Why We Do Not Vote

The following article was written by Dyer Lum and published The Alarm, October 31, 1885.

Another election is at hand. Again the seductive voice of the politician is heard appealing to ignorance to establish justice. It is not new to our ears; we once trusted it. We have fully realized the emptyness of its professions. What do we gain? Setting aside what the ballot might do, have we any certainty that our ballots will be counted? New York last year settled the presidential question by giving its vote to Cleveland by a narrow margin. How many illegal votes were cast? How many were bought? How many were suppressed?

Take the late election in Ohio. Fraud is evident in Cincinnati. Would a fair vote have changed the result? No one knows. The old woman whose horse ran away trusted in providence till the britching broke. But one political britching is already terribly strained and cracking. We may safely lay down certain conclusions as evident.

  1. Ballots are not always counted.
  2. They may be fraudulently counted.
  3. They may be outnumbered by “bunched” ballots, as in Ohio.
  4. Even under the fairest conditions they cannot solve economic problems.
  5. Successful politics is an art where honesty has as little chance as at a horse show thimble rig game.

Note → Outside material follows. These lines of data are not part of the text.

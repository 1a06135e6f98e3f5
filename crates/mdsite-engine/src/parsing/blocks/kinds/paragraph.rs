/// Paragraph block type (marker struct).
///
/// Paragraphs have no delimiters - they are the fallback when no other
/// block kind matches, and their text is kept verbatim.
pub struct Paragraph;

impl Paragraph {
    pub const TAG: &'static str = "p";
}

But, it is alleged, that as both sides resort to fraud, the chances are equal. That is, politics is a game of cards, in which only the best trumps win. Like a game also “we the people” are needed to constitute the rest of the pack, so that the gamblers may be enabled to deal out stacked hands. Suppose we refuse to be longer shuffled for their amusement! The hollow pretense would collapse at once; the court cards couldn’t carry on the game alone. But if we stay away the less number will settle the election! “O, ye of little faith!” Abstention from the polls would also have other effects.

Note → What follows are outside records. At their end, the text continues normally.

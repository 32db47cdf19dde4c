//! Configuration Store
//!
//! The durable, human-editable record of backend definitions and routing
//! rules. The router reads it at startup and before every administrative
//! mutation, and writes mutations back before swapping the registry.
//!
//! # File Layout
//!
//! ```toml
//! [backends.fast]
//! display_name = "Fast local model"
//! kind = "local"
//! capabilities = ["text_generation"]
//! max_tokens = 4000
//! cost_per_token = 0.0
//! priority = 1
//!
//! [routing_rules]
//! default_backend = "fast"
//!
//! [routing_rules.capability_map]
//! text_generation = ["fast", "big"]
//!
//! [routing_rules.token_thresholds]
//! fast = 4000
//! ```

use std::collections::BTreeMap;
use std::path::{Path, PathBuf};

use parking_lot::Mutex;
use serde::{Deserialize, Serialize};
use thiserror::Error;

use super::registry::{BackendDefinition, CallerPreferences, RegistryError, RoutingRules};

// =============================================================================
// Error Types
// =============================================================================

/// Failures reading or writing the store
#[derive(Debug, Error)]
pub enum StoreError {
    /// The backing file could not be read
    #[error("failed to read store at {path}: {source}")]
    Read {
        /// Store location
        path: PathBuf,
        /// Underlying IO error
        source: std::io::Error,
    },

    /// The backing file could not be written
    #[error("failed to write store at {path}: {source}")]
    Write {
        /// Store location
        path: PathBuf,
        /// Underlying IO error
        source: std::io::Error,
    },

    /// The document is not valid TOML for this schema
    #[error("failed to parse store document: {0}")]
    Parse(#[from] toml::de::Error),

    /// The document could not be serialized
    #[error("failed to serialize store document: {0}")]
    Serialize(#[from] toml::ser::Error),

    /// The store refused the operation
    #[error("store unavailable: {0}")]
    Unavailable(String),
}

// =============================================================================
// Store Document
// =============================================================================

/// The persisted document: backend definitions plus routing rules
#[derive(Clone, Debug, Default, PartialEq, Serialize, Deserialize)]
#[serde(default)]
pub struct StoreDocument {
    /// Backend id -> definition
    pub backends: BTreeMap<String, BackendDefinition>,
    /// Rules consumed by the selection policy
    pub routing_rules: RoutingRules,
}

impl StoreDocument {
    /// Parse a TOML document
    ///
    /// # Errors
    ///
    /// Returns [`StoreError::Parse`] for malformed input.
    pub fn from_toml(content: &str) -> Result<Self, StoreError> {
        let mut document: Self = toml::from_str(content)?;
        document.normalize();
        Ok(document)
    }

    /// Serialize to TOML
    ///
    /// # Errors
    ///
    /// Returns [`StoreError::Serialize`] if a value cannot be represented.
    pub fn to_toml(&self) -> Result<String, StoreError> {
        Ok(toml::to_string_pretty(self)?)
    }

    /// Table keys are authoritative for backend ids
    fn normalize(&mut self) {
        for (id, definition) in &mut self.backends {
            if definition.id != *id {
                definition.id.clone_from(id);
            }
            if definition.display_name.is_empty() {
                definition.display_name.clone_from(id);
            }
        }
    }

    /// Insert or overwrite a definition without validation
    pub fn insert(&mut self, definition: BackendDefinition) {
        self.backends.insert(definition.id.clone(), definition);
    }

    /// Add a new backend
    ///
    /// # Errors
    ///
    /// Rejects invalid definitions and duplicate ids.
    pub fn add_backend(&mut self, definition: BackendDefinition) -> Result<(), RegistryError> {
        definition.validate()?;
        if self.backends.contains_key(&definition.id) {
            return Err(RegistryError::DuplicateBackend(definition.id));
        }
        self.insert(definition);
        Ok(())
    }

    /// Replace an existing backend's definition
    ///
    /// # Errors
    ///
    /// Rejects unknown ids, mismatched ids and invalid definitions.
    pub fn update_backend(
        &mut self,
        backend_id: &str,
        mut definition: BackendDefinition,
    ) -> Result<(), RegistryError> {
        if !self.backends.contains_key(backend_id) {
            return Err(RegistryError::UnknownBackend(backend_id.to_string()));
        }
        if definition.id.is_empty() {
            definition.id = backend_id.to_string();
        }
        if definition.id != backend_id {
            return Err(RegistryError::InvalidDefinition {
                id: definition.id,
                reason: format!("id cannot be changed from '{backend_id}'"),
            });
        }
        definition.validate()?;
        self.insert(definition);
        Ok(())
    }

    /// Remove a disabled backend
    ///
    /// # Errors
    ///
    /// Rejects unknown ids and enabled backends.
    pub fn remove_backend(&mut self, backend_id: &str) -> Result<BackendDefinition, RegistryError> {
        match self.backends.get(backend_id) {
            None => Err(RegistryError::UnknownBackend(backend_id.to_string())),
            Some(definition) if definition.enabled => {
                Err(RegistryError::BackendStillEnabled(backend_id.to_string()))
            }
            Some(_) => self
                .backends
                .remove(backend_id)
                .ok_or_else(|| RegistryError::UnknownBackend(backend_id.to_string())),
        }
    }

    /// Toggle a backend's `enabled` flag
    ///
    /// # Errors
    ///
    /// Rejects unknown ids.
    pub fn set_enabled(&mut self, backend_id: &str, enabled: bool) -> Result<(), RegistryError> {
        let definition = self
            .backends
            .get_mut(backend_id)
            .ok_or_else(|| RegistryError::UnknownBackend(backend_id.to_string()))?;
        definition.enabled = enabled;
        Ok(())
    }

    /// Replace one caller's preferences
    pub fn set_caller_preferences(&mut self, caller_id: &str, preferences: CallerPreferences) {
        self.routing_rules
            .caller_preferences
            .insert(caller_id.to_string(), preferences);
    }
}

// =============================================================================
// Store Trait
// =============================================================================

/// Durable home of the [`StoreDocument`]
///
/// Implementations must be safe to call from any thread; the router
/// serializes mutations itself.
pub trait ConfigStore: Send + Sync {
    /// Human-readable location, for logs
    fn describe(&self) -> String;

    /// Read the current document
    ///
    /// # Errors
    ///
    /// Returns a [`StoreError`] when the document is unreadable or malformed.
    fn load(&self) -> Result<StoreDocument, StoreError>;

    /// Persist a document
    ///
    /// # Errors
    ///
    /// Returns a [`StoreError`] when the write fails; nothing is applied.
    fn save(&self, document: &StoreDocument) -> Result<(), StoreError>;
}

// =============================================================================
// File Store
// =============================================================================

/// TOML file store
///
/// A missing file reads as an empty document. Writes go to a sibling
/// temporary file that is renamed over the original.
#[derive(Clone, Debug)]
pub struct FileConfigStore {
    path: PathBuf,
}

impl FileConfigStore {
    /// Store backed by the given path
    pub fn new(path: impl Into<PathBuf>) -> Self {
        Self { path: path.into() }
    }

    /// Location of the store file
    #[must_use]
    pub fn path(&self) -> &Path {
        &self.path
    }

    fn temp_path(&self) -> PathBuf {
        let mut name = self
            .path
            .file_name()
            .map(|n| n.to_os_string())
            .unwrap_or_default();
        name.push(".tmp");
        self.path.with_file_name(name)
    }
}

impl ConfigStore for FileConfigStore {
    fn describe(&self) -> String {
        self.path.display().to_string()
    }

    fn load(&self) -> Result<StoreDocument, StoreError> {
        if !self.path.exists() {
            tracing::debug!(
                path = %self.path.display(),
                "Store file not found, using empty document"
            );
            return Ok(StoreDocument::default());
        }

        let content = std::fs::read_to_string(&self.path).map_err(|source| StoreError::Read {
            path: self.path.clone(),
            source,
        })?;
        StoreDocument::from_toml(&content)
    }

    fn save(&self, document: &StoreDocument) -> Result<(), StoreError> {
        let content = document.to_toml()?;
        let write_error = |source: std::io::Error| StoreError::Write {
            path: self.path.clone(),
            source,
        };

        if let Some(parent) = self.path.parent() {
            if !parent.as_os_str().is_empty() && !parent.exists() {
                std::fs::create_dir_all(parent).map_err(write_error)?;
            }
        }

        let temp = self.temp_path();
        std::fs::write(&temp, content).map_err(write_error)?;
        std::fs::rename(&temp, &self.path).map_err(write_error)?;

        tracing::debug!(
            path = %self.path.display(),
            backends = document.backends.len(),
            "Store saved"
        );
        Ok(())
    }
}

// =============================================================================
// Memory Store
// =============================================================================

/// In-process store for embedding and tests
#[derive(Debug, Default)]
pub struct MemoryConfigStore {
    document: Mutex<StoreDocument>,
}

impl MemoryConfigStore {
    /// Store seeded with a document
    #[must_use]
    pub fn new(document: StoreDocument) -> Self {
        Self {
            document: Mutex::new(document),
        }
    }

    /// Copy of the stored document
    #[must_use]
    pub fn document(&self) -> StoreDocument {
        self.document.lock().clone()
    }
}

impl ConfigStore for MemoryConfigStore {
    fn describe(&self) -> String {
        "memory".to_string()
    }

    fn load(&self) -> Result<StoreDocument, StoreError> {
        Ok(self.document.lock().clone())
    }

    fn save(&self, document: &StoreDocument) -> Result<(), StoreError> {
        *self.document.lock() = document.clone();
        Ok(())
    }
}

#[cfg(test)]
mod tests {
    use super::*;
    use crate::routing::registry::BackendKind;
    use pretty_assertions::assert_eq;
    use std::io::Write;
    use tempfile::{NamedTempFile, TempDir};

    fn sample() -> StoreDocument {
        let mut doc = StoreDocument::default();
        doc.insert(
            BackendDefinition::new("fast", BackendKind::Local)
                .with_capabilities(["text_generation"])
                .with_max_tokens(4000)
                .with_priority(1),
        );
        doc.insert(
            BackendDefinition::new("big", BackendKind::Cloud)
                .with_capabilities(["text_generation", "code_generation"])
                .with_max_tokens(16000)
                .with_cost_per_token(0.000_02)
                .with_priority(2),
        );
        doc.routing_rules.default_backend = Some("fast".to_string());
        doc.routing_rules.capability_map.insert(
            "text_generation".to_string(),
            vec!["fast".to_string(), "big".to_string()],
        );
        doc.set_caller_preferences("alice", CallerPreferences::preferring("big"));
        doc
    }

    #[test]
    fn test_parse_hand_written_document() {
        let content = r#"
[backends.fast]
kind = "local"
capabilities = ["text_generation"]
max_tokens = 4000
priority = 1

[backends.big]
display_name = "Big cloud model"
kind = "cloud"
capabilities = ["text_generation"]
max_tokens = 16000
cost_per_token = 0.00002
priority = 2
enabled = false

[routing_rules]
default_backend = "fast"

[routing_rules.capability_map]
text_generation = ["fast", "big"]

[routing_rules.caller_preferences.alice]
preferred_backend = "big"
excluded_backends = ["fast"]
"#;

        let doc = StoreDocument::from_toml(content).unwrap();

        let fast = &doc.backends["fast"];
        assert_eq!(fast.id, "fast");
        assert_eq!(fast.display_name, "fast");
        assert!(fast.enabled);
        assert!(!doc.backends["big"].enabled);
        assert_eq!(doc.backends["big"].kind, BackendKind::Cloud);

        let alice = doc.routing_rules.preferences_for("alice").unwrap();
        assert_eq!(alice.preferred_backend.as_deref(), Some("big"));
        assert!(alice.excludes("fast"));
    }

    #[test]
    fn test_file_store_round_trip() {
        let dir = TempDir::new().unwrap();
        let store = FileConfigStore::new(dir.path().join("nested").join("backends.toml"));

        store.save(&sample()).unwrap();
        let loaded = store.load().unwrap();

        assert_eq!(loaded, sample());
    }

    #[test]
    fn test_missing_file_is_empty_document() {
        let dir = TempDir::new().unwrap();
        let store = FileConfigStore::new(dir.path().join("absent.toml"));

        assert_eq!(store.load().unwrap(), StoreDocument::default());
    }

    #[test]
    fn test_malformed_file_is_parse_error() {
        let mut file = NamedTempFile::new().unwrap();
        file.write_all(b"[backends.fast\nmax_tokens = 'x'").unwrap();

        let store = FileConfigStore::new(file.path());
        assert!(matches!(store.load(), Err(StoreError::Parse(_))));
    }

    #[test]
    fn test_add_rejects_duplicate() {
        let mut doc = sample();
        let result = doc.add_backend(BackendDefinition::new("fast", BackendKind::Local));

        assert_eq!(
            result,
            Err(RegistryError::DuplicateBackend("fast".to_string()))
        );
    }

    #[test]
    fn test_remove_requires_disabled() {
        let mut doc = sample();

        assert_eq!(
            doc.remove_backend("fast").unwrap_err(),
            RegistryError::BackendStillEnabled("fast".to_string())
        );
        assert_eq!(
            doc.remove_backend("ghost").unwrap_err(),
            RegistryError::UnknownBackend("ghost".to_string())
        );

        doc.set_enabled("fast", false).unwrap();
        let removed = doc.remove_backend("fast").unwrap();
        assert_eq!(removed.id, "fast");
        assert!(!doc.backends.contains_key("fast"));
    }

    #[test]
    fn test_update_cannot_rename() {
        let mut doc = sample();
        let renamed = BackendDefinition::new("other", BackendKind::Local);

        assert!(matches!(
            doc.update_backend("fast", renamed),
            Err(RegistryError::InvalidDefinition { .. })
        ));

        let mut unnamed = doc.backends["fast"].clone().with_max_tokens(8000);
        unnamed.id = String::new();
        doc.update_backend("fast", unnamed).unwrap();
        assert_eq!(doc.backends["fast"].max_tokens, 8000);
    }

    #[test]
    fn test_memory_store_keeps_last_save() {
        let store = MemoryConfigStore::default();
        store.save(&sample()).unwrap();

        assert_eq!(store.load().unwrap(), sample());
        assert_eq!(store.describe(), "memory");
    }
}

  1. It would show an increasing minority refusing to be hoodwinked. We can imagine a jackass following a wisp of hay fastened before him out of his reach, but not an illusory wisp visible only to the eye of faith.
  2. It will prick the bubble of suffrage by showing that there are questions to be met beyond the province of the ballot. As long as we follow the political wisp it will continue to dangle before us. When we refuse to do so in numbers sufficient to make an appreciable minority, attention will be arrested.
  3. A minority refusing to vote would force economic questions into consideration, and thus hasten the social revolution. Only when political methods are seen to be unavailing will they be abandoned. Balloting is a method under a political system which presupposes the continuance of existing economic conditions. Suffrage is already fast reaching its term. It is among the breakers of our present partial competition. Let the gamblers fight it out. Let us not delay the inevitable by trying to postpone its advent.

One word more. We are told “if you would only stick together you can win and carry any man in.” This is the Salvation Army argument: “Think as I do and you will be saved.” First, it is impossible; second, we don’t want to try to bring all men to peek through one magnifying glass; third, we have no candidates whom we desire to take the oath to the constitution of our Economic republic before they can begin to think of us. To vote is to continue existing methods and thus give our influence to postpone the day of emancipation. Isn’t it about time to “swear off?”